[Data excerpts]
***

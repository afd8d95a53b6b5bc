use std::process::ExitCode;

use clap::Parser;
use mailcow_cli::cli::{CliArgs, select_env_from_args};
use mailcow_cli::config::load_env_file;
use mailcow_cli::error::MailcowError;
use mailcow_cli::run;
use tracing_subscriber::EnvFilter;

fn init_tracing(verbose: bool) {
    let fallback = if verbose { "debug" } else { "warn" };
    let filter = EnvFilter::try_from_default_env().unwrap_or_else(|_| EnvFilter::new(fallback));
    tracing_subscriber::fmt()
        .with_env_filter(filter)
        .with_writer(std::io::stderr)
        .with_target(false)
        .compact()
        .init();
}

#[tokio::main]
async fn main() -> ExitCode {
    // The env file has to be loaded before clap reads env-backed flags.
    let select = select_env_from_args(std::env::args());
    if let Err(err) = load_env_file(select.as_deref()) {
        eprintln!("Error: {err}");
        return ExitCode::from(1);
    }

    let args = CliArgs::parse();
    init_tracing(args.verbose);

    match run(args).await {
        Ok(()) => ExitCode::SUCCESS,
        Err(err) => {
            eprintln!("Error: {err:#}");
            match err.downcast_ref::<MailcowError>() {
                Some(MailcowError::Usage(_)) => ExitCode::from(2),
                _ => ExitCode::from(1),
            }
        }
    }
}
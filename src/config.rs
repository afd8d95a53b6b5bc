use std::collections::BTreeMap;
use std::fs;
use std::path::PathBuf;

use serde::Deserialize;
use tracing::debug;

use crate::error::MailcowError;

pub const DEFAULT_PROFILE: &str = "default";

#[derive(Deserialize, Debug, Clone, Default, PartialEq, Eq)]
pub struct Profile {
    pub api_url: Option<String>,
    pub api_key: Option<String>,
    pub domain: Option<String>,
    pub src_host: Option<String>,
}

#[derive(Deserialize, Debug, Default)]
pub struct MailcowConfig {
    #[serde(default)]
    pub profiles: BTreeMap<String, Profile>,
    /// Overrides for the built-in imapsync defaults.
    #[serde(default)]
    pub sync_defaults: BTreeMap<String, toml::Value>,
}

impl MailcowConfig {
    /// A missing default profile is not an error; a missing named one is.
    pub fn profile(&self, name: Option<&str>) -> Result<Profile, MailcowError> {
        match name {
            None => Ok(self
                .profiles
                .get(DEFAULT_PROFILE)
                .cloned()
                .unwrap_or_default()),
            Some(name) => self
                .profiles
                .get(name)
                .cloned()
                .ok_or_else(|| MailcowError::Config(format!("unknown profile '{name}'"))),
        }
    }

    pub fn sync_overrides(&self) -> impl Iterator<Item = (String, String)> + '_ {
        self.sync_defaults.iter().map(|(k, v)| {
            let value = match v {
                toml::Value::String(s) => s.clone(),
                toml::Value::Boolean(b) => (if *b { "1" } else { "0" }).to_string(),
                other => other.to_string(),
            };
            (k.clone(), value)
        })
    }
}

pub fn default_config_path() -> Option<PathBuf> {
    dirs::config_dir().map(|dir| dir.join("mailcow-cli").join("config.toml"))
}

/// Loads the TOML config. Without an explicit path a missing file yields
/// an empty config.
pub fn load_config(path: Option<&str>) -> Result<MailcowConfig, MailcowError> {
    let (path, explicit) = match path {
        Some(p) => (PathBuf::from(shellexpand::tilde(p).to_string()), true),
        None => match default_config_path() {
            Some(p) => (p, false),
            None => return Ok(MailcowConfig::default()),
        },
    };
    if !explicit && !path.exists() {
        debug!(path = %path.display(), "no config file");
        return Ok(MailcowConfig::default());
    }
    let contents = fs::read_to_string(&path)?;
    Ok(toml::from_str(&contents)?)
}

/// Loads `.env`, or `.env.<name>` when an environment variant is selected.
/// Variables already set in the process environment win.
pub fn load_env_file(select: Option<&str>) -> Result<(), MailcowError> {
    match select {
        Some(name) => {
            let file = format!(".env.{name}");
            dotenvy::from_filename(&file)
                .map(|_| ())
                .map_err(|e| MailcowError::Config(format!("cannot load {file}: {e}")))
        }
        None => {
            dotenvy::dotenv().ok();
            Ok(())
        }
    }
}

#[derive(Debug, Clone, PartialEq, Eq)]
pub struct Settings {
    pub api_url: String,
    pub api_key: String,
}

impl Settings {
    /// Flags and environment variables take precedence over the profile.
    pub fn resolve(
        api_url: Option<&str>,
        api_key: Option<&str>,
        profile: &Profile,
    ) -> Result<Self, MailcowError> {
        let api_url = api_url
            .map(str::to_string)
            .or_else(|| profile.api_url.clone())
            .ok_or_else(|| MailcowError::usage("Missing option '--api-url' (env: MAILCOW_API_URL)"))?;
        let api_key = api_key
            .map(str::to_string)
            .or_else(|| profile.api_key.clone())
            .ok_or_else(|| MailcowError::usage("Missing option '--api-key' (env: MAILCOW_API_KEY)"))?;
        Ok(Self { api_url, api_key })
    }
}

#[cfg(test)]
mod tests {
    use super::*;

    const SAMPLE: &str = r#"
[profiles.default]
api_url = "https://mail.example.com"
api_key = "default-key"

[profiles.domeniu1]
api_url = "https://mail.domeniu1.ro"
api_key = "other-key"
domain = "domeniu1.ro"

[sync_defaults]
mins_interval = 60
automap = false
exclude = "(?i)trash"
"#;

    #[test]
    fn profiles_and_sync_overrides() {
        let cfg: MailcowConfig = toml::from_str(SAMPLE).unwrap();
        assert_eq!(
            cfg.profile(None).unwrap().api_key.as_deref(),
            Some("default-key")
        );
        assert_eq!(
            cfg.profile(Some("domeniu1")).unwrap().domain.as_deref(),
            Some("domeniu1.ro")
        );
        assert!(cfg.profile(Some("missing")).is_err());

        let overrides: BTreeMap<_, _> = cfg.sync_overrides().collect();
        assert_eq!(overrides["mins_interval"], "60");
        assert_eq!(overrides["automap"], "0");
        assert_eq!(overrides["exclude"], "(?i)trash");
    }

    #[test]
    fn flags_win_over_profile() {
        let profile = Profile {
            api_url: Some("https://profile".into()),
            api_key: Some("profile-key".into()),
            ..Default::default()
        };
        let settings = Settings::resolve(Some("https://flag"), None, &profile).unwrap();
        assert_eq!(settings.api_url, "https://flag");
        assert_eq!(settings.api_key, "profile-key");
    }

    #[test]
    fn missing_url_is_a_usage_error() {
        let err = Settings::resolve(None, Some("key"), &Profile::default()).unwrap_err();
        assert!(matches!(err, MailcowError::Usage(_)));
    }

    #[test]
    fn empty_config_has_default_profile() {
        let cfg = MailcowConfig::default();
        assert_eq!(cfg.profile(None).unwrap(), Profile::default());
    }
}
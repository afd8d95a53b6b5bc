//! Command drivers: glue between the CLI, the batch engine and rendering.

pub mod alias;
pub mod jobs;
pub mod mailbox;
pub mod transport;

use indicatif::{ProgressBar, ProgressStyle};
use serde_json::{Map, Value};

use crate::batch::{self, Outcome, Submission};
use crate::cli::{BatchArgs, CliArgs, Command};
use crate::client::MailcowClient;
use crate::config::{MailcowConfig, Profile, Settings, load_config};
use crate::error::MailcowError;
use crate::gateway::{self, Gateway};
use crate::input;
use crate::render::{self, OutputFormat};
use crate::report::{self, Summary};
use crate::resource::{ModeDefaults, NormalizedRequest, ResourceKind};
use crate::validate;

pub struct Context {
    pub gateway: Box<dyn Gateway>,
    pub config: MailcowConfig,
    pub profile: Profile,
}

pub async fn dispatch(args: CliArgs) -> Result<(), MailcowError> {
    let config = load_config(args.config.as_deref())?;
    let profile = config.profile(args.profile.as_deref())?;
    let settings = Settings::resolve(args.api_url.as_deref(), args.api_key.as_deref(), &profile)?;
    let client = MailcowClient::new(&settings.api_url, &settings.api_key)?;
    let ctx = Context {
        gateway: Box::new(client),
        config,
        profile,
    };

    match args.command {
        Command::Jobs(cmd) => jobs::run(&ctx, cmd).await,
        Command::Mailbox(cmd) => mailbox::run(&ctx, cmd).await,
        Command::Alias(cmd) => alias::run(&ctx, cmd).await,
        Command::Transport(cmd) => transport::run(&ctx, cmd).await,
    }
}

fn title(kind: ResourceKind) -> String {
    let label = kind.to_string();
    let mut chars = label.chars();
    match chars.next() {
        Some(first) => first.to_uppercase().chain(chars).collect(),
        None => label,
    }
}

/// How one kind presents its rows in a preview listing.
pub struct Preview {
    pub noun: &'static str,
    pub headers: &'static [&'static str],
    pub row: fn(&NormalizedRequest) -> Vec<String>,
    pub max_col: usize,
}

fn progress_bar(len: usize) -> Result<ProgressBar, MailcowError> {
    let pb = ProgressBar::new(len as u64);
    pb.set_style(
        ProgressStyle::with_template("{spinner:.green} {msg} [{bar:40.cyan/blue}] {pos}/{len} ({eta})")
            .map_err(|e| MailcowError::Other(e.to_string()))?
            .progress_chars("#>-"),
    );
    Ok(pb)
}

fn print_outcome(outcome: &Outcome, preview: bool, describe: fn(&NormalizedRequest) -> String) {
    match outcome {
        Outcome::Accepted { request, .. } if preview => {
            println!("[PREVIEW] {}", describe(request))
        }
        Outcome::Accepted { request, .. } => println!("Created: {}", describe(request)),
        Outcome::Rejected { row_number, reason } => {
            eprintln!("Row {row_number}: Skipping - {reason}")
        }
        Outcome::Failed {
            identifier,
            error_message,
            ..
        } => eprintln!("Error for {identifier}: {error_message}"),
    }
}

/// Runs a CSV batch and prints the per-row lines plus the closing report.
///
/// With a [`Preview`] table, previewed rows are collected and printed as
/// one listing; without one each previewed row gets its own line.
pub async fn run_csv_batch(
    ctx: &Context,
    kind: ResourceKind,
    batch_args: &BatchArgs,
    defaults: &ModeDefaults,
    describe: fn(&NormalizedRequest) -> String,
    preview_table: Option<&Preview>,
) -> Result<Summary, MailcowError> {
    let Some(path) = &batch_args.file else {
        return Err(MailcowError::usage("Batch mode requires -f/--file"));
    };
    let rows = input::read_csv(path)?;
    let preview = batch_args.preview;
    let per_row_preview = preview && preview_table.is_none();

    let counted = rows
        .iter()
        .filter(|row| !validate::is_skipped(kind, row.row_number, &row.cells))
        .count();
    let pb = progress_bar(counted)?;
    pb.set_message(format!("Adding {kind} rows"));
    let result = batch::run_batch(
        ctx.gateway.as_ref(),
        kind,
        &rows,
        preview,
        defaults,
        |outcome| {
            pb.inc(1);
            if outcome.is_accepted() && preview && !per_row_preview {
                return;
            }
            pb.suspend(|| print_outcome(outcome, preview, describe));
        },
    )
    .await;
    pb.finish_and_clear();

    let summary = report::summarize(&result);

    if let (true, Some(view)) = (preview, preview_table) {
        if !summary.accepted.is_empty() {
            let rows: Vec<Vec<String>> = summary
                .accepted
                .iter()
                .map(|entry| (view.row)(&entry.request))
                .collect();
            print!(
                "{}",
                render::render(batch_args.output, view.headers, &rows, view.max_col)?
            );
            if batch_args.output == OutputFormat::Table {
                println!("\nTotal: {} {} to create", summary.accepted_count, view.noun);
            }
            return Ok(summary);
        }
    }

    println!(
        "\nCompleted: {} created, {} errors",
        summary.accepted_count, summary.rejected_count
    );
    Ok(summary)
}

/// Prints the created accounts and their passwords once, after the batch.
/// They are not kept anywhere else.
pub fn print_credentials(summary: &Summary, output: OutputFormat) -> Result<(), MailcowError> {
    let credentials = summary.accounts();
    if credentials.is_empty() {
        return Ok(());
    }
    let rows: Vec<Vec<String>> = credentials
        .into_iter()
        .map(|c| vec![c.identifier, c.password, c.name])
        .collect();
    if output != OutputFormat::Json {
        println!("\n--- Generated credentials ---");
    }
    print!(
        "{}",
        render::render(output, &["Email", "Password", "Name"], &rows, CREDENTIALS_MAX_COL)?
    );
    Ok(())
}

const CREDENTIALS_MAX_COL: usize = 32;

/// Single-record add. Transport failures propagate; API refusals are
/// reported and the command still succeeds.
pub async fn run_single_add(
    ctx: &Context,
    kind: ResourceKind,
    cells: Vec<String>,
    preview: bool,
    defaults: &ModeDefaults,
) -> Result<Submission, MailcowError> {
    batch::run_single(ctx.gateway.as_ref(), kind, &cells, preview, defaults).await
}

/// Keys whose values are never echoed back.
fn is_secret(key: &str) -> bool {
    key.starts_with("password")
}

pub async fn apply_update(
    ctx: &Context,
    kind: ResourceKind,
    id: &str,
    attrs: Map<String, Value>,
) -> Result<(), MailcowError> {
    if attrs.is_empty() {
        return Err(MailcowError::usage(
            "No updates specified. Use --help to see available options.",
        ));
    }
    let result = gateway::update(ctx.gateway.as_ref(), kind, id, &attrs).await?;
    if result.success {
        println!("Success: {} {id} updated", title(kind));
        for (key, value) in &attrs {
            if key == "password2" {
                continue;
            }
            let shown = match value {
                _ if is_secret(key) => "********".to_string(),
                Value::String(s) => s.clone(),
                other => other.to_string(),
            };
            println!("  {key}: {shown}");
        }
    } else {
        eprintln!("Failed to update {kind} {id}: {}", result.message);
    }
    Ok(())
}

/// How one kind presents its API listing.
pub struct ListView {
    pub empty: &'static str,
    pub noun: &'static str,
    pub max_col: usize,
    pub table_headers: &'static [&'static str],
    pub table_row: fn(&Value) -> Vec<String>,
    pub csv_headers: &'static [&'static str],
    pub csv_row: fn(&Value) -> Vec<String>,
}

pub fn show_listing(output: OutputFormat, items: &[Value], view: &ListView) -> Result<(), MailcowError> {
    if items.is_empty() {
        println!("{}", view.empty);
        return Ok(());
    }
    match output {
        OutputFormat::Json => println!("{}", render::pretty_json(items)?),
        OutputFormat::Csv => {
            let rows: Vec<_> = items.iter().map(view.csv_row).collect();
            print!("{}", render::csv_rows(view.csv_headers, &rows)?);
        }
        OutputFormat::Table => {
            let rows: Vec<_> = items.iter().map(view.table_row).collect();
            print!("{}", render::table(view.table_headers, &rows, view.max_col));
            println!("\nTotal: {} {}", items.len(), view.noun);
        }
    }
    Ok(())
}

/// Inserts `"1"`/`"0"` for a `--x/--no-x` pair when either was given.
pub fn set_toggle(attrs: &mut Map<String, Value>, key: &str, on: bool, off: bool) {
    if let Some(value) = crate::cli::toggle(on, off) {
        attrs.insert(key.to_string(), Value::from(crate::cli::flag(value)));
    }
}

pub fn set_opt(attrs: &mut Map<String, Value>, key: &str, value: Option<String>) {
    if let Some(value) = value {
        attrs.insert(key.to_string(), Value::String(value));
    }
}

***

#### Exercise description:
For this task, write out exactly the lines of the entries above, starting at the line with "pub mod transport;" and ending at the line with "let config = load_config(args.config.as_deref())?;", both included, and no others.

#### Your response:
pub mod transport;

use indicatif::{ProgressBar, ProgressStyle};
use serde_json::{Map, Value};

use crate::batch::{self, Outcome, Submission};
use crate::cli::{BatchArgs, CliArgs, Command};
use crate::client::MailcowClient;
use crate::config::{MailcowConfig, Profile, Settings, load_config};
use crate::error::MailcowError;
use crate::gateway::{self, Gateway};
use crate::input;
use crate::render::{self, OutputFormat};
use crate::report::{self, Summary};
use crate::resource::{ModeDefaults, NormalizedRequest, ResourceKind};
use crate::validate;

pub struct Context {
    pub gateway: Box<dyn Gateway>,
    pub config: MailcowConfig,
    pub profile: Profile,
}

pub async fn dispatch(args: CliArgs) -> Result<(), MailcowError> {
    let config = load_config(args.config.as_deref())?;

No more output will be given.